Came across something I wrote back in 2009. Back when I was still reading the NKJV, before switching to the ESV. Well before this current season of trial and testing. Thought I’d rerun it as is . . . no touching up. But as much as the thoughts encouraged me again, what also grabbed me was the reminder that it’s in times of peace that we should be preparing for inevitable turmoil. That in the calm is the time to make ready for the storm. Really hard when you’re in the midst of it all to then start to try and establish a firm foundation to stand on. We feed on the word and store up it’s truth today so that tomorrow, in the battle, we can take up the sword of the Spirit (Eph. 6:17).
Job has long been one of my heroes of the faith. For some time now he has been a mentor to me . . . a role model . . . someone that I have wanted to emulate. Now, I’m not talking about the getting wiped out part . . . not looking to imitate that. But, should God in His sovereign purposes allow calamity to come upon this man, I would want to respond as Job did.
There have been four character attributes of Job which I have long had memorized and kind of worn as a banner. They were true of Job and I have desired, by God’s grace, to have them be true of me in some measure. The book of Job opens with them . . . God declares them twice as His testimony of His servant, “Have you considered My servant Job, that there is none like him on the earth, a blameless and upright man, one who fears God and shuns evil?” (Job 1:1, 1:8, 2:3) There they are . . . blameless . . . upright . . . fears God . . . shuns evil. Not bad words to live by. Not a bad model of character to seek to imitate.

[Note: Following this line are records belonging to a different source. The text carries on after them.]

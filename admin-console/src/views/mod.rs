//! Screen view models
//!
//! Each screen owns its live subscriptions and is driven from one task
//! through `&mut self`. Actions go through the repositories and return typed
//! errors; what is displayed only changes when a snapshot is applied.

pub mod accounts;
pub mod chat;
pub mod comments;
pub mod dashboard;
pub mod orders;

pub use accounts::AccountDirectory;
pub use chat::{ChatInbox, ChatThread};
pub use comments::CommentInbox;
pub use dashboard::StatisticsDashboard;
pub use orders::{OrderBoard, OrderTab};
use std::sync::Arc;

use admin_console::blob::LocalBlobStore;
use admin_console::db::{DishRepository, Repository};
use admin_console::statistics::{self, year_range};
use admin_console::store::DocumentData;
use admin_console::utils::time::{date_hms_to_millis, now_millis};
use admin_console::views::StatisticsDashboard;
use admin_console::{Config, ConsoleContext, MemoryStore};
use chrono::NaiveDate;
use chrono_tz::Tz;
use rust_decimal::Decimal;
use serde_json::{Value, json};

fn at(y: i32, m: u32, d: u32) -> i64 {
    date_hms_to_millis(NaiveDate::from_ymd_opt(y, m, d).unwrap(), 12, 0, 0, Tz::UTC)
}

fn order(id: &str, created_at: i64, total: i64, items: Value) -> (String, DocumentData) {
    (
        id.to_string(),
        json!({
            "items": items,
            "total": total,
            "status": "completed",
            "createdAt": created_at,
            "customer": "u1"
        })
        .as_object()
        .cloned()
        .unwrap(),
    )
}

fn dish(id: &str, name: &str, is_popular: bool) -> (String, DocumentData) {
    (
        id.to_string(),
        json!({
            "name": name,
            "price": 5,
            "category": "main",
            "isPopular": is_popular,
            "createdAt": 1
        })
        .as_object()
        .cloned()
        .unwrap(),
    )
}

fn pho_and_banh_mi() -> Value {
    json!([
        { "name": "Pho", "price": 5, "quantity": 2 },
        { "name": "Banh Mi", "price": 3, "quantity": 1 }
    ])
}

async fn open_dashboard(store: &MemoryStore, dir: &tempfile::TempDir) -> StatisticsDashboard {
    let dishes = DishRepository::new(
        Arc::new(store.clone()),
        Arc::new(LocalBlobStore::new(dir.path(), "http://cdn.test/images")),
    );
    StatisticsDashboard::open(Arc::new(store.clone()), dishes, Tz::UTC, 6)
        .await
        .unwrap()
}

#[tokio::test]
async fn test_yearly_series_buckets_by_month() {
    let store = MemoryStore::new();
    store.seed(
        "orders",
        [
            order("o1", at(2024, 1, 10), 10, json!([])),
            order("o2", at(2024, 1, 20), 20, json!([])),
            order("o3", at(2024, 6, 30), 30, json!([])),
            order("o4", at(2023, 12, 31), 99, json!([])),
        ],
    );
    let dir = tempfile::tempdir().unwrap();
    let dashboard = open_dashboard(&store, &dir).await;

    let series = dashboard.yearly_series(2024);
    assert_eq!(series.len(), 12);
    assert_eq!(series.at(1), Decimal::from(30));
    assert_eq!(series.at(6), Decimal::from(30));
    for month in [2, 3, 4, 5, 7, 8, 9, 10, 11, 12] {
        assert_eq!(series.at(month), Decimal::ZERO);
    }

    let stats = dashboard.overview(year_range(2024, Tz::UTC).unwrap());
    assert_eq!(stats.orders, 3);
    assert_eq!(stats.revenue, Decimal::from(60));
}

#[tokio::test]
async fn test_top_items_rank_by_revenue() {
    let store = MemoryStore::new();
    store.seed(
        "orders",
        [
            order("o1", at(2024, 3, 1), 13, pho_and_banh_mi()),
            order("o2", at(2024, 3, 2), 13, pho_and_banh_mi()),
        ],
    );
    let dir = tempfile::tempdir().unwrap();
    let dashboard = open_dashboard(&store, &dir).await;

    let top = dashboard.top_items(statistics::month_range(2024, 3, Tz::UTC).unwrap(), 6);
    assert_eq!(top.len(), 2);
    assert_eq!(top[0].name, "Pho");
    assert_eq!(top[0].revenue, Decimal::from(20));
    assert_eq!(top[0].quantity, 4);
    assert_eq!(top[1].name, "Banh Mi");
    assert_eq!(top[1].revenue, Decimal::from(6));

    assert!(dashboard.top_items(statistics::month_range(2024, 4, Tz::UTC).unwrap(), 6).is_empty());

    let best = dashboard.top_items_of_month(at(2024, 3, 15), 1).unwrap();
    assert_eq!(best.len(), 1);
    assert_eq!(best[0].name, "Pho");
    assert!(dashboard.top_items_of_month(at(2024, 4, 15), 1).unwrap().is_empty());
}

#[tokio::test]
async fn test_popularity_refresh_writes_only_changed_dishes() {
    let store = MemoryStore::new();
    let now = now_millis();
    store.seed(
        "orders",
        [
            order("o1", now, 13, pho_and_banh_mi()),
            // Last year's best seller must not count
            order("o2", now - 400 * 86_400_000, 500, json!([{ "name": "Com Tam", "price": 100, "quantity": 5 }])),
        ],
    );
    store.seed(
        "dishes",
        [
            dish("d1", "Pho", false),
            dish("d2", "Banh Mi", true),
            dish("d3", "Com Tam", true),
            dish("d4", "Che", false),
        ],
    );
    let dir = tempfile::tempdir().unwrap();
    let dashboard = open_dashboard(&store, &dir).await;

    let writes = store.write_count();
    let report = dashboard.refresh_popularity(now).await.unwrap();
    assert_eq!(report.top, vec!["Pho", "Banh Mi"]);
    assert_eq!(report.updated, 2);
    assert_eq!(report.failed, 0);
    assert_eq!(report.unchanged, 2);
    assert_eq!(store.write_count() - writes, 2);

    let dishes = DishRepository::new(
        Arc::new(store.clone()),
        Arc::new(LocalBlobStore::new(dir.path(), "http://cdn.test/images")),
    );
    assert!(dishes.get("d1").await.unwrap().is_popular);
    assert!(dishes.get("d2").await.unwrap().is_popular);
    assert!(!dishes.get("d3").await.unwrap().is_popular);
    assert!(!dishes.get("d4").await.unwrap().is_popular);

    // Nothing left to change
    let again = dashboard.refresh_popularity(now).await.unwrap();
    assert_eq!(again.updated, 0);
    assert_eq!(store.write_count() - writes, 2);
    assert_eq!(dishes.find_all().await.unwrap().len(), 4);
}

#[tokio::test]
async fn test_dashboard_follows_new_orders() {
    let dir = tempfile::tempdir().unwrap();
    let work_dir = dir.path().to_string_lossy().to_string();
    let config = Config::with_overrides(work_dir, 10, Tz::UTC);
    let (ctx, store) = ConsoleContext::initialize(config).unwrap();

    let mut dashboard = ctx.dashboard().await.unwrap();
    assert!(dashboard.orders().is_empty());

    store.seed("orders", [order("o1", at(2024, 2, 29), 42, json!([]))]);
    assert!(dashboard.changed().await.unwrap());
    assert_eq!(dashboard.monthly_series(2024, 2).unwrap().at(29), Decimal::from(42));

    dashboard.close();
    assert_eq!(store.active_subscriptions(), 0);
}

#[tokio::test]
async fn test_context_screens_share_the_store() {
    let dir = tempfile::tempdir().unwrap();
    let work_dir = dir.path().to_string_lossy().to_string();
    let (ctx, store) = ConsoleContext::initialize(Config::with_overrides(work_dir, 5, Tz::UTC)).unwrap();

    let mut comments = ctx.comment_inbox();
    let mut accounts = ctx.account_directory();
    let mut chats = ctx.chat_inbox();
    assert!(comments.open(None).await.unwrap().is_empty());
    assert!(accounts.open(None).await.unwrap().is_empty());
    assert!(chats.open().await.unwrap().is_empty());
    assert_eq!(store.active_subscriptions(), 3);

    comments.close();
    accounts.close();
    chats.close();
    assert_eq!(store.active_subscriptions(), 0);
}
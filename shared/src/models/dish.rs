//! Dish Model

use rust_decimal::Decimal;
use serde::{Deserialize, Serialize};
use validator::{Validate, ValidationError};

use super::Record;

/// Dish entity
#[derive(Debug, Clone, PartialEq, Serialize, Deserialize)]
#[serde(rename_all = "camelCase")]
pub struct Dish {
    #[serde(default, skip_serializing)]
    pub id: String,
    pub name: String,
    pub price: Decimal,
    /// Category reference
    pub category: String,
    #[serde(default, skip_serializing_if = "Option::is_none")]
    pub image: Option<String>,
    #[serde(default)]
    pub description: String,
    /// Among the current month's best sellers
    #[serde(default)]
    pub is_popular: bool,
    #[serde(default = "default_true")]
    pub is_available: bool,
    pub created_at: i64,
}

fn default_true() -> bool {
    true
}

impl Record for Dish {
    const COLLECTION: &'static str = "dishes";
    const RESOURCE: &'static str = "Dish";

    fn id(&self) -> &str {
        &self.id
    }

    fn check(&self) -> Result<(), String> {
        if self.price.is_sign_negative() {
            return Err(format!("dish {} has a negative price", self.id));
        }
        Ok(())
    }
}

pub(crate) fn validate_price(price: &Decimal) -> Result<(), ValidationError> {
    if price.is_sign_negative() {
        return Err(ValidationError::new("negative_price"));
    }
    Ok(())
}

/// Create dish payload
#[derive(Debug, Clone, Serialize, Deserialize, Validate)]
#[serde(rename_all = "camelCase")]
pub struct DishCreate {
    #[validate(length(min = 1, max = 100))]
    pub name: String,
    #[validate(custom(function = "validate_price"))]
    pub price: Decimal,
    #[validate(length(min = 1))]
    pub category: String,
    #[serde(default)]
    #[validate(length(max = 1000))]
    pub description: String,
}

/// Update dish payload
#[derive(Debug, Clone, Default, Serialize, Deserialize, Validate)]
#[serde(rename_all = "camelCase")]
pub struct DishUpdate {
    #[serde(skip_serializing_if = "Option::is_none")]
    #[validate(length(min = 1, max = 100))]
    pub name: Option<String>,
    #[serde(skip_serializing_if = "Option::is_none")]
    #[validate(custom(function = "validate_price"))]
    pub price: Option<Decimal>,
    #[serde(skip_serializing_if = "Option::is_none")]
    pub category: Option<String>,
    #[serde(skip_serializing_if = "Option::is_none")]
    pub description: Option<String>,
    #[serde(skip_serializing_if = "Option::is_none")]
    pub is_available: Option<bool>,
}
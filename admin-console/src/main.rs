use admin_console::views::OrderTab;
use admin_console::{ConsoleContext, setup_environment};

#[tokio::main]
async fn main() -> Result<(), Box<dyn std::error::Error>> {
    // 1. dotenv, configuration, logging
    let config = setup_environment()?;

    tracing::info!("Admin console starting...");

    // 2. Context backed by the in-process store
    let (ctx, _store) = ConsoleContext::initialize(config)?;

    // 3. Screens that stay open for the whole session
    let mut dashboard = ctx.dashboard().await?;
    let mut board = ctx.order_board();
    board.open(OrderTab::All).await?;

    let now = admin_console::utils::time::now_millis();
    let report = dashboard.refresh_popularity(now).await?;
    tracing::info!(updated = report.updated, failed = report.failed, "Initial popularity refresh");

    loop {
        tokio::select! {
            changed = dashboard.changed() => {
                if !changed? {
                    break;
                }
                tracing::info!(orders = dashboard.orders().len(), "Order set changed");
            }
            window = board.page_mut().changed() => {
                let Some(window) = window? else {
                    break;
                };
                tracing::info!(page = window.page_index, items = window.len(), "Order board updated");
            }
            _ = tokio::signal::ctrl_c() => {
                tracing::info!("Shutting down");
                break;
            }
        }
    }

    board.close();
    dashboard.close();
    Ok(())
}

And though I’ve read these opening chapters of Job many, many times, this morning I noticed a fifth attribute. I found it in chapter 2 . . . I noticed it because it’s repeated twice . . . or, because the Holy Spirit picked it up off the page and decided to bless me with it this morning. This fifth attribute is first mentioned when Satan returns to the presence of God after having wiped out Job’s wealth and family . . . to which Job had responded by falling to the ground and worshiping God, declaring, “The Lord gave, and the Lord has taken away; Blessed be the name of the Lord” (1:20-21). (I never cease to be amazed by Job’s response!). Anyway, Satan returns and the LORD says to Satan, “Have you considered My servant Job, that there is none like him on the earth, a blameless and upright man, one who fears God and shuns evil? And still he holds fast to his integrity, although you incited Me against him, to destroy him without cause.” (Job 2:3)
And there it is . . . the fifth attribute . . . do you see it? . . . “He holds fast to his integrity.” Later in the chapter, when Job’s wife tempts Him to walk away from the faith, here’s what she says, “Do you still hold fast to your integrity? Curse God and die!” (2:9). Job was a blameless man . . . and an upright man . . . he feared God . . . he shunned evil . . . and, he held fast to his integrity.
This form of the word “integrity” is used only 5 times in all the Old Testament . . . and all those occurrences are here in the book of Job. It comes from a root that has the idea of “innocence,” or “simplicity,” and that of “fullness” or “completeness.” For Job it wasn’t complicated . . . and it didn’t need a lot added to it . . . God is good . . . period. He kept it pretty simple . . . He really believed what He said He believed . . . God is faithful . . . end of discussion. He wouldn’t interpret God by his circumstances . . . instead, he would view his circumstances in the light of what he knew to be true of His God. Job would hold fast to his integrity . . . he would remain faithful to his “true north” . . . he determined not to step off the Rock of his salvation. It’s not that he wasn’t teachable . . . we know how the book ends . . . God graciously (though very powerfully) revealed more of Himself to His servant. But that added knowledge would also become part of his inner compass . . . it too would be something he would hold fast to with integrity.
I don’t know that we place a lot of value on integrity as a society. Things seem pretty situational . . . the answer is different depending on the circumstances. We’re too sophisticated for “pat answers” or “simple solutions.” Rather than locking and loading on what is right just because it’s right, we’ll redefine right when it doesn’t suit our purposes or it becomes to hard to be right. We’ll faithfully follow God and praise and worship Him when things are going good . . . but, should expectations not be met or, or some adversity be encountered . . . then the praise turns to grumbling . . . and the “good fight” turns into a “good flight” as we think, “What’s the point? Why follow?”
Oh, that God’s people would model the fifth attribute. That not only would they be blameless, upright, fearing God, and shunning evil, . . . but that they too would hold fast to their integrity. “Shall we indeed accept good from God, and shall we not accept adversity?” (Job 2:10) God is good . . . all the time . . . God is faithful . . . all the time. It’s simple . . . it’s complete . . . it’s the fifth attribute . . . it’s integrity . . . and it’s for the glory of God.